Copy out, from the data below, each line in which the word "values" occurs.

===============

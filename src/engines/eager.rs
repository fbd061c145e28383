//! Baseline engine: one fresh buffer per operation, nothing reused.

use std::borrow::Cow;
use std::sync::Arc;

use crate::buffer_plan::{Pipeline, TensorDescriptor};
use crate::errors::ShapeResult;
use crate::kernels;
use crate::model_spec::ModelSpec;
use crate::tensor::{Batch, checked_elements};

use super::{AllocationLog, ExecutionStrategy, MemoryFootprint};

pub struct EagerEngine {
    model: Arc<ModelSpec>,
    /// Per-row pipeline; ordinals and lifetimes do not depend on the batch.
    pipeline: Pipeline,
    log: AllocationLog,
}

impl EagerEngine {
    pub fn new(model: Arc<ModelSpec>) -> ShapeResult<Self> {
        let pipeline = Pipeline::analyze(model.dims(), 1)?;
        Ok(Self {
            model,
            pipeline,
            log: AllocationLog::new(),
        })
    }

    pub fn model(&self) -> &ModelSpec {
        &self.model
    }

    /// Allocations of the most recent run; empty before the first one.
    pub fn allocation_log(&self) -> &AllocationLog {
        &self.log
    }

    /// Runs the network, allocating a new vector for each operation.
    ///
    /// Every vector is dropped right after the last operation reading it, and
    /// the output is released at the sink ordinal of the pipeline.
    pub fn run(&mut self, input: &Batch) -> ShapeResult<Vec<f32>> {
        input.validate_for(self.model.input_dim())?;
        let rows = input.rows();
        let activation = self.model.activation();
        let [pre, hidden, out] = match self.pipeline.tensors() {
            [pre, hidden, out] => [pre, hidden, out],
            tensors => unreachable!("pipeline has {} tensors", tensors.len()),
        };
        let pre_len = batch_len(pre, rows)?;
        let hidden_len = batch_len(hidden, rows)?;
        let out_len = batch_len(out, rows)?;
        self.log.clear();

        let mut pre_activation = vec![0.0f32; pre_len];
        let pre_event = self
            .log
            .record_alloc(pre.lifetime.first, pre.name, byte_len(&pre_activation));
        kernels::affine_into(self.model.layer1(), input.as_slice(), &mut pre_activation);

        let mut activated = vec![0.0f32; hidden_len];
        let activated_event = self
            .log
            .record_alloc(hidden.lifetime.first, hidden.name, byte_len(&activated));
        activation.apply_into(&pre_activation, &mut activated);
        drop(pre_activation);
        self.log.record_release(pre_event, pre.lifetime.last);

        let mut output = vec![0.0f32; out_len];
        let output_event = self
            .log
            .record_alloc(out.lifetime.first, out.name, byte_len(&output));
        kernels::affine_into(self.model.layer2(), &activated, &mut output);
        drop(activated);
        self.log.record_release(activated_event, hidden.lifetime.last);
        self.log.record_release(output_event, out.lifetime.last);

        Ok(output)
    }
}

impl ExecutionStrategy for EagerEngine {
    fn name(&self) -> &'static str {
        "baseline"
    }

    fn execute(&mut self, input: &Batch) -> ShapeResult<Cow<'_, [f32]>> {
        self.run(input).map(Cow::Owned)
    }

    fn memory_footprint(&self) -> MemoryFootprint {
        MemoryFootprint {
            peak_bytes: self.log.peak_bytes(),
            allocated_bytes: self.log.total_bytes(),
            buffers: self.log.len(),
        }
    }

    fn allocation_events(&self) -> usize {
        self.log.len()
    }
}

/// Length of `tensor` for a batch of `rows`.
fn batch_len(tensor: &TensorDescriptor, rows: usize) -> ShapeResult<usize> {
    checked_elements(tensor.name, rows, tensor.shape[1])
}

fn byte_len(values: &[f32]) -> usize {
    std::mem::size_of_val(values)
}
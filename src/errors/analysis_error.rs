//! Errors surfaced by a complete analysis session and the CLI.

use thiserror::Error;

use super::{PlanError, ShapeError};

#[derive(Error, Debug)]
pub enum AnalysisError {
    #[error(transparent)]
    Shape(#[from] ShapeError),

    #[error(transparent)]
    Plan(#[from] PlanError),

    #[error(
        "Invalid input format: {reason}. Expected comma-separated floats (e.g. '1.0, 0.5, -0.2')"
    )]
    InvalidInput { reason: String },

    #[error("Configuration validation error for field '{field}': {message}")]
    InvalidConfig { field: String, message: String },

    #[error("Failed to parse configuration file '{path}': {source}")]
    ConfigParse {
        path: String,
        source: serde_json::Error,
    },

    #[error("Failed to serialize the report: {0}")]
    Serialize(#[from] serde_json::Error),

    #[error("IO error: {0}")]
    Io(#[from] std::io::Error),
}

===============

* _Task solution_
fn byte_len(values: &[f32]) -> usize {
    std::mem::size_of_val(values)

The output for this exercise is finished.